06/29/2004 11:00PM

Senor Swinger's home turf


LOUISVILLE, Ky. - Senor Swinger, whose mild upset over Hard Buck three weeks ago in the inaugural Opening Verse Handicap punctuated his affinity for the Churchill Downs turf course, will return to his favorite surface Saturday as part of a sizable field of older horses in the $250,000 Firecracker Breeders' Cup Handicap.

Trained by Bob Baffert, Senor Swinger has won all four of his attempts at Churchill while going 0 for 7 over other grass courses. A 4-year-old gray colt with a steady off-pace run, Senor Swinger will be ridden once again by Pat Day in the Firecracker, a one-mile race that carries a Grade 2 ranking.

With weights, these are the known prospects for the 15th Firecracker: Perfect Soul, 121 pounds; Royal Spy, 118; Quantum Merit, 117; Senor Swinger, 117; Great Bloom, 114; Majestic Thief, 114; Academic Angel, 112; Minds Locked, 112; and Mr. Krisley, 112.

Entries were scheduled to be taken Thursday.

Few want to face Lunarpal, Sweet Miss El

The twin 2-year-old stakes that traditionally end the Churchill spring meet both appear to be coming up with short fields.

Sweet Miss El, making her stakes debut, is the likely favorite Sunday in the $100,000 Debutante Stakes, a Grade 3 race at 5 1/2 furlongs. Greg Foley trains Sweet Miss El, who will be ridden by Rafael Bejarano.

Lunarpal, the unbeaten winner of the Three Chimneys Juvenile and Kentucky Breeders' Cup, looks like a solid favorite to notch his fourth straight win Monday, closing day, in the $150,000 Bashford Manor Stakes. Trainer Steve Asmussen and jockey Shane Sellers once again will join forces with Lunarpal for the Bashford Manor, a Grade 3 race at six furlongs.

Blanc headed to Saratoga

Count Brice Blanc in and Mark Guidry out among the handful of jockeys moving from Churchill to Saratoga later this month.
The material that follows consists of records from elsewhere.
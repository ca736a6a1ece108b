// lexidrill - terminal translation practice drill
//
// Architecture:
// - Answer-entry screen: prompt + free text input (the lesson side)
// - Result screen: interprets the outcome fields, fires a sound cue,
//   offers copy-answer on misses, and routes back into the lesson
// - Event system: crossterm keys + a redraw tick inside tokio::select!
// - Logging: tracing captured into an in-memory buffer for the hint bar

mod cli;
mod config;
mod exercise;
mod feedback;
mod logging;
mod result;
mod transition;
mod tui;

use anyhow::Result;
use clap::Parser;
use config::Config;
use exercise::ActivationParams;
use feedback::{AudioPlayer, ProcessPlayer, SilentPlayer};
use logging::{BufferLayer, LogBuffer};
use tracing_subscriber::{layer::SubscriberExt, util::SubscriberInitExt, EnvFilter};

#[tokio::main]
async fn main() -> Result<()> {
    let args = cli::Cli::parse();

    // Subcommands (config --show/--path) print and exit
    if cli::handle_command(&args) {
        return Ok(());
    }

    let mut config = Config::from_env();
    if args.no_sound {
        config.sound.enabled = false;
    }
    if let Some(theme) = &args.theme {
        config.theme = theme.clone();
    }

    // Logs go to an in-memory buffer, never to stdout - raw output would
    // garble the alternate screen. Precedence: RUST_LOG > config file.
    let log_buffer = LogBuffer::new();
    let default_filter = format!("lexidrill={}", config.logging.level);
    let filter = EnvFilter::try_from_default_env().unwrap_or_else(|_| default_filter.into());
    tracing_subscriber::registry()
        .with(filter)
        .with(BufferLayer::new(log_buffer.clone()))
        .init();

    tracing::info!("lexidrill {} starting", config::VERSION);

    let player: Box<dyn AudioPlayer> = if config.sound.enabled {
        Box::new(ProcessPlayer::new(
            config.sound.command.clone(),
            config.sound.correct_asset.clone(),
            config.sound.incorrect_asset.clone(),
        ))
    } else {
        Box::new(SilentPlayer)
    };

    let theme = tui::theme::Theme::by_name(&config.theme);
    let mut app = tui::app::App::new(theme, player, log_buffer);

    // Direct activation: the navigation fields passed explicitly on the
    // command line drop us straight onto the result screen
    if args.outcome.is_some() || args.expected.is_some() || args.answer.is_some() {
        app.activate_result(&ActivationParams {
            outcome: args.outcome,
            expected: args.expected,
            answer: args.answer,
        });
    }

    tui::run_tui(app).await
}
Blanc, who has enjoyed a terrific spring meet by winning four stakes, will rejoin Saratoga regulars Pat Day, Shane Sellers, Robby Albarado, and Cornelio Velasquez at the Spa meet that begins July 28.

Guidry has ridden at Saratoga in recent summers but wants to stay closer to his family in Louisville this year. His agent, Terry Miller, said Guidry plans to take a brief vacation after Churchill ends and then ride at Ellis Park.
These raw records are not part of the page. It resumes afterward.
// TUI application state
//
// Holds the current screen, the exercise deck, and the feedback machinery.
// Screen changes only ever happen through a NavigationTransition, so the
// carried clear-input instruction is honored in exactly one place.

use super::theme::Theme;
use super::toast::Toast;
use crate::exercise::{ActivationParams, Deck};
use crate::feedback::{copy_expected_answer, AudioPlayer, CueGate, SoundCue};
use crate::logging::LogBuffer;
use crate::result::{interpret, Outcome, ResultState};
use crate::transition::{self, NavTarget, NavigationTransition};
use std::time::{Duration, Instant};
use tracing::info;

/// Debounce duration for action keys (Enter, Esc)
/// Prevents rapid-fire triggers on terminals that don't send release events
const ACTION_DEBOUNCE: Duration = Duration::from_millis(150);

/// Celebration lines for the correct presentation; one is pinned per
/// activation so re-renders don't flicker through them
const CELEBRATIONS: &[&str] = &[
    "Great job!",
    "Nailed it!",
    "You're on fire!",
    "Keep it up!",
    "Flawless!",
];

/// The screens this app can show
#[derive(Debug)]
pub enum Screen {
    /// The lesson's translate / answer-entry screen
    AnswerEntry,
    /// The result screen for one activation
    Result {
        state: ResultState,
        /// Celebration line pinned at activation (correct presentation only)
        celebration: &'static str,
    },
}

/// Main application state for the TUI
pub struct App {
    /// Current screen
    pub screen: Screen,

    /// Prompt deck (the lesson-engine stand-in)
    pub deck: Deck,

    /// Text typed on the answer-entry screen; survives dismissal,
    /// cleared only when a transition carries the instruction
    pub input: String,

    /// Change-detection guard for the sound cue
    cue_gate: CueGate,

    /// Sound playback seam
    player: Box<dyn AudioPlayer>,

    /// Copy confirmation overlay
    pub toast: Option<Toast>,

    /// Current color theme
    pub theme: Theme,

    /// Log buffer for the hint bar's warning line
    pub log_buffer: LogBuffer,

    /// Whether the app should quit
    pub should_quit: bool,

    /// Last time an action key was triggered (for debouncing)
    last_action_time: Option<Instant>,
}

impl App {
    pub fn new(theme: Theme, player: Box<dyn AudioPlayer>, log_buffer: LogBuffer) -> Self {
        Self {
            screen: Screen::AnswerEntry,
            deck: Deck::builtin(),
            input: String::new(),
            cue_gate: CueGate::new(),
            player,
            toast: None,
            theme,
            log_buffer,
            should_quit: false,
            last_action_time: None,
        }
    }

    /// Check if an action should be debounced
    /// Returns true if the action should be blocked (too soon since last)
    pub fn should_debounce_action(&mut self) -> bool {
        let now = Instant::now();
        if let Some(last) = self.last_action_time {
            if now.duration_since(last) < ACTION_DEBOUNCE {
                return true;
            }
        }
        self.last_action_time = Some(now);
        false
    }

    /// Activate the result screen from raw navigation fields.
    ///
    /// Interpretation happens exactly once per activation; the sound cue is
    /// armed through the gate so later re-renders cannot re-trigger it.
    pub fn activate_result(&mut self, params: &ActivationParams) {
        let state = interpret(
            params.outcome.as_deref(),
            params.expected.as_deref(),
            params.answer.as_deref(),
        );
        info!("result activated: {:?}", state.outcome);

        if self.cue_gate.observe(state.outcome) {
            self.player.play(SoundCue::for_outcome(state.outcome));
        }

        let celebration = CELEBRATIONS[pick_index(CELEBRATIONS.len())];
        self.screen = Screen::Result { state, celebration };
    }

    /// Submit the typed answer to the deck for grading and show the result
    pub fn submit_answer(&mut self) {
        if self.input.trim().is_empty() {
            return;
        }
        let submitted = self.input.clone();
        let params = self.deck.grade(&submitted);
        self.activate_result(&params);
    }

    /// The acknowledgment action ("Continue" / "Got it")
    pub fn acknowledge(&mut self) {
        if let Screen::Result { state, .. } = &self.screen {
            let outcome = state.outcome;
            // Moving on to the next prompt is the lesson side's policy:
            // only a correct answer advances the deck
            if outcome.is_correct() {
                self.deck.advance();
            }
            self.apply_transition(transition::acknowledge(outcome));
        }
    }

    /// The close/exit action - give up on the result without acknowledging
    pub fn dismiss_result(&mut self) {
        if matches!(self.screen, Screen::Result { .. }) {
            self.apply_transition(transition::dismiss());
        }
    }

    /// Copy the expected answer to the clipboard. Only offered on the
    /// incorrect presentation; failure stays silent, success shows a toast.
    pub fn copy_answer(&mut self) {
        if let Screen::Result { state, .. } = &self.screen {
            if state.outcome.is_correct() {
                return;
            }
            if copy_expected_answer(&state.expected_answer).is_ok() {
                self.toast = Some(Toast::new("Copied correct answer"));
            }
        }
    }

    /// The router: apply a navigation transition and its carried instruction
    fn apply_transition(&mut self, t: NavigationTransition) {
        match t.target {
            NavTarget::AnswerEntry => {
                if t.clear_input {
                    self.input.clear();
                }
                // Leaving the result screen ends the activation
                self.cue_gate.reset();
                self.screen = Screen::AnswerEntry;
            }
        }
    }

    /// Drop the toast once it has run its course
    pub fn clear_expired_toast(&mut self) {
        if self.toast.as_ref().is_some_and(|t| t.is_expired()) {
            self.toast = None;
        }
    }

    /// The result state currently on screen, if any
    pub fn result_state(&self) -> Option<&ResultState> {
        match &self.screen {
            Screen::Result { state, .. } => Some(state),
            Screen::AnswerEntry => None,
        }
    }

    /// Label of the acknowledge button for the current outcome
    pub fn continue_label(&self) -> &'static str {
        match self.result_state().map(|s| s.outcome) {
            Some(Outcome::Correct) => "CONTINUE",
            _ => "GOT IT",
        }
    }
}

/// Pick a stable-enough random index without a rand dependency
fn pick_index(len: usize) -> usize {
    use std::collections::hash_map::RandomState;
    use std::hash::{BuildHasher, Hasher};
    (RandomState::new().build_hasher().finish() as usize) % len
}

#[cfg(test)]
mod tests {
    use super::*;
    use crate::feedback::SilentPlayer;
    use std::sync::atomic::{AtomicUsize, Ordering};
    use std::sync::Arc;

    struct CountingPlayer(Arc<AtomicUsize>);

    impl AudioPlayer for CountingPlayer {
        fn play(&self, _cue: SoundCue) {
            self.0.fetch_add(1, Ordering::SeqCst);
        }
    }

    fn app() -> App {
        App::new(Theme::auto(), Box::new(SilentPlayer), LogBuffer::new())
    }

    fn app_with_counter() -> (App, Arc<AtomicUsize>) {
        let count = Arc::new(AtomicUsize::new(0));
        let app = App::new(
            Theme::auto(),
            Box::new(CountingPlayer(count.clone())),
            LogBuffer::new(),
        );
        (app, count)
    }

    fn correct_params() -> ActivationParams {
        ActivationParams {
            outcome: Some("correct".to_string()),
            expected: Some("Hola".to_string()),
            answer: Some("Hola".to_string()),
        }
    }

    fn incorrect_params() -> ActivationParams {
        ActivationParams {
            outcome: Some("incorrect".to_string()),
            expected: Some("Hola".to_string()),
            answer: Some("Hello".to_string()),
        }
    }

    #[test]
    fn activation_builds_state_from_params() {
        let mut app = app();
        app.activate_result(&correct_params());
        let state = app.result_state().unwrap();
        assert_eq!(state.outcome, Outcome::Correct);
        assert_eq!(state.expected_answer, "Hola");
    }

    #[test]
    fn cue_fires_once_per_activation() {
        let (mut app, count) = app_with_counter();
        app.activate_result(&correct_params());
        assert_eq!(count.load(Ordering::SeqCst), 1);

        // Each activation is bounded by entry and exit; a fresh one after
        // leaving the screen fires again even with the same outcome
        app.acknowledge();
        app.activate_result(&correct_params());
        assert_eq!(count.load(Ordering::SeqCst), 2);
    }

    #[test]
    fn acknowledge_incorrect_clears_the_input() {
        let mut app = app();
        app.input = "Hello".to_string();
        app.activate_result(&incorrect_params());
        app.acknowledge();
        assert!(matches!(app.screen, Screen::AnswerEntry));
        assert_eq!(app.input, "");
    }

    #[test]
    fn acknowledge_correct_keeps_input_untouched() {
        // No clear instruction is carried after a correct answer; the
        // entry screen starts the next prompt with whatever policy it has
        let mut app = app();
        app.input = "Hola".to_string();
        app.activate_result(&correct_params());
        app.acknowledge();
        assert!(matches!(app.screen, Screen::AnswerEntry));
        assert_eq!(app.input, "Hola");
    }

    #[test]
    fn dismiss_keeps_the_rejected_input() {
        let mut app = app();
        app.input = "Hello".to_string();
        app.activate_result(&incorrect_params());
        app.dismiss_result();
        assert!(matches!(app.screen, Screen::AnswerEntry));
        assert_eq!(app.input, "Hello");
    }

    #[test]
    fn correct_acknowledge_advances_the_deck() {
        let mut app = app();
        let first = app.deck.current().source;
        app.activate_result(&correct_params());
        app.acknowledge();
        assert_ne!(app.deck.current().source, first);
    }

    #[test]
    fn incorrect_acknowledge_retries_the_same_prompt() {
        let mut app = app();
        let first = app.deck.current().source;
        app.activate_result(&incorrect_params());
        app.acknowledge();
        assert_eq!(app.deck.current().source, first);
    }

    #[test]
    fn copy_is_a_no_op_on_the_correct_presentation() {
        let mut app = app();
        app.activate_result(&correct_params());
        app.copy_answer();
        // No affordance exists for correct outcomes; no toast either way
        assert!(app.toast.is_none());
    }

    #[test]
    fn continue_label_differs_by_outcome() {
        let mut app = app();
        app.activate_result(&correct_params());
        assert_eq!(app.continue_label(), "CONTINUE");
        app.acknowledge();
        app.activate_result(&incorrect_params());
        assert_eq!(app.continue_label(), "GOT IT");
    }

    #[test]
    fn submit_ignores_blank_input() {
        let mut app = app();
        app.input = "   ".to_string();
        app.submit_answer();
        assert!(matches!(app.screen, Screen::AnswerEntry));
    }

    #[test]
    fn submit_grades_through_the_deck() {
        let mut app = app();
        app.input = app.deck.current().expected.to_string();
        app.submit_answer();
        assert_eq!(app.result_state().unwrap().outcome, Outcome::Correct);
    }
}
"We won't ride the whole card every day, but we want to ride in a lot of the bigger races at Ellis," Miller said.

Badge of Silver preps for comeback

Badge of Silver, the speedy 4-year-old who has been sidelined with a foot ailment, continued along the comeback trail when he worked a half-mile in 48.40 seconds Wednesday at Churchill. Badge of Silver, trained by Ronny Werner, had his campaign interrupted in April when he had a small growth removed from a front hoof.
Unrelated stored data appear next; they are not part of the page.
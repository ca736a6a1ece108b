// Application configuration
//
// Configuration is loaded in order of precedence:
// 1. Environment variables (highest priority)
// 2. Config file (~/.config/lexidrill/config.toml)
// 3. Built-in defaults (lowest priority)

use serde::Deserialize;
use std::path::PathBuf;

/// Version info
pub const VERSION: &str = env!("CARGO_PKG_VERSION");

/// Sound cue settings
#[derive(Debug, Clone)]
pub struct SoundConfig {
    /// Master switch; --no-sound also turns this off
    pub enabled: bool,
    /// External player command the cue is handed to
    pub command: String,
    /// Asset played on a correct answer
    pub correct_asset: PathBuf,
    /// Asset played on an incorrect answer
    pub incorrect_asset: PathBuf,
}

impl Default for SoundConfig {
    fn default() -> Self {
        Self {
            enabled: true,
            command: default_player_command().to_string(),
            correct_asset: asset_path("correct.wav"),
            incorrect_asset: asset_path("incorrect.wav"),
        }
    }
}

/// Platform default for a CLI sound player
fn default_player_command() -> &'static str {
    if cfg!(target_os = "macos") {
        "afplay"
    } else {
        "paplay"
    }
}

/// Resolve a bundled sound asset under the data directory
fn asset_path(name: &str) -> PathBuf {
    dirs::data_dir()
        .unwrap_or_else(|| PathBuf::from("."))
        .join("lexidrill")
        .join("sounds")
        .join(name)
}

/// Logging configuration
#[derive(Debug, Clone)]
pub struct LoggingConfig {
    /// Log level: trace, debug, info, warn, error
    pub level: String,
}

impl Default for LoggingConfig {
    fn default() -> Self {
        Self {
            level: "info".to_string(),
        }
    }
}

/// Application configuration
#[derive(Debug, Clone)]
pub struct Config {
    /// Theme name: "auto", "classic", "contrast"
    pub theme: String,

    /// Sound cue settings
    pub sound: SoundConfig,

    /// Logging configuration
    pub logging: LoggingConfig,
}

impl Default for Config {
    fn default() -> Self {
        Self {
            theme: "auto".to_string(),
            sound: SoundConfig::default(),
            logging: LoggingConfig::default(),
        }
    }
}

/// Sound settings as loaded from the config file
#[derive(Debug, Deserialize, Default)]
struct FileSound {
    enabled: Option<bool>,
    command: Option<String>,
    correct_asset: Option<PathBuf>,
    incorrect_asset: Option<PathBuf>,
}

/// Logging settings as loaded from the config file
#[derive(Debug, Deserialize, Default)]
struct FileLogging {
    level: Option<String>,
}

/// Config file structure (everything optional; missing keys keep defaults)
#[derive(Debug, Deserialize, Default)]
struct FileConfig {
    theme: Option<String>,
    #[serde(default)]
    sound: FileSound,
    #[serde(default)]
    logging: FileLogging,
}

impl Config {
    /// Load configuration with env > file > defaults precedence
    pub fn from_env() -> Self {
        let mut config = Self::from_file().unwrap_or_default();

        if let Ok(theme) = std::env::var("LEXIDRILL_THEME") {
            config.theme = theme;
        }
        if let Ok(sound) = std::env::var("LEXIDRILL_SOUND") {
            config.sound.enabled = matches!(sound.as_str(), "1" | "true" | "on");
        }
        if let Ok(level) = std::env::var("LEXIDRILL_LOG") {
            config.logging.level = level;
        }

        config
    }

    /// Path of the config file, if a config directory can be resolved
    pub fn config_path() -> Option<PathBuf> {
        dirs::config_dir().map(|d| d.join("lexidrill").join("config.toml"))
    }

    fn from_file() -> Option<Self> {
        let path = Self::config_path()?;
        let raw = std::fs::read_to_string(&path).ok()?;
        match toml::from_str::<FileConfig>(&raw) {
            Ok(file) => Some(Self::merge_file(file)),
            Err(e) => {
                // A broken file falls back to defaults rather than refusing to start
                eprintln!("Warning: ignoring invalid config {:?}: {}", path, e);
                None
            }
        }
    }

    fn merge_file(file: FileConfig) -> Self {
        let defaults = Config::default();
        Config {
            theme: file.theme.unwrap_or(defaults.theme),
            sound: SoundConfig {
                enabled: file.sound.enabled.unwrap_or(defaults.sound.enabled),
                command: file.sound.command.unwrap_or(defaults.sound.command),
                correct_asset: file
                    .sound
                    .correct_asset
                    .unwrap_or(defaults.sound.correct_asset),
                incorrect_asset: file
                    .sound
                    .incorrect_asset
                    .unwrap_or(defaults.sound.incorrect_asset),
            },
            logging: LoggingConfig {
                level: file.logging.level.unwrap_or(defaults.logging.level),
            },
        }
    }
}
Also Wednesday, My Boston Gal, whose lone start this year was a victory in an allowance race on May 1, worked five furlongs in 1:00.40. Trainer Carl Nafzger said he has not yet pinpointed a return spot for My Boston Gal.

Fire Slam could face Champali at Ellis

The first stakes of the Ellis Park meet, the $75,000 HBPA Handicap, has drawn nominations from 42 fillies and mares. Ellis, located in the western Kentucky town of Henderson, begins Wednesday, with the one-mile HBPA set for Saturday, July 10.

Races worth circling on the Ellis stakes schedule include the July 24 Don Bernhardt and the Aug. 7 Gardenia. The Bernhardt could include the standout 3-year-old Fire Slam in a field of older horses that may include Champali, while the Grade 3, $200,000 Gardenia, for fillies and mares, is the richest race of the meet.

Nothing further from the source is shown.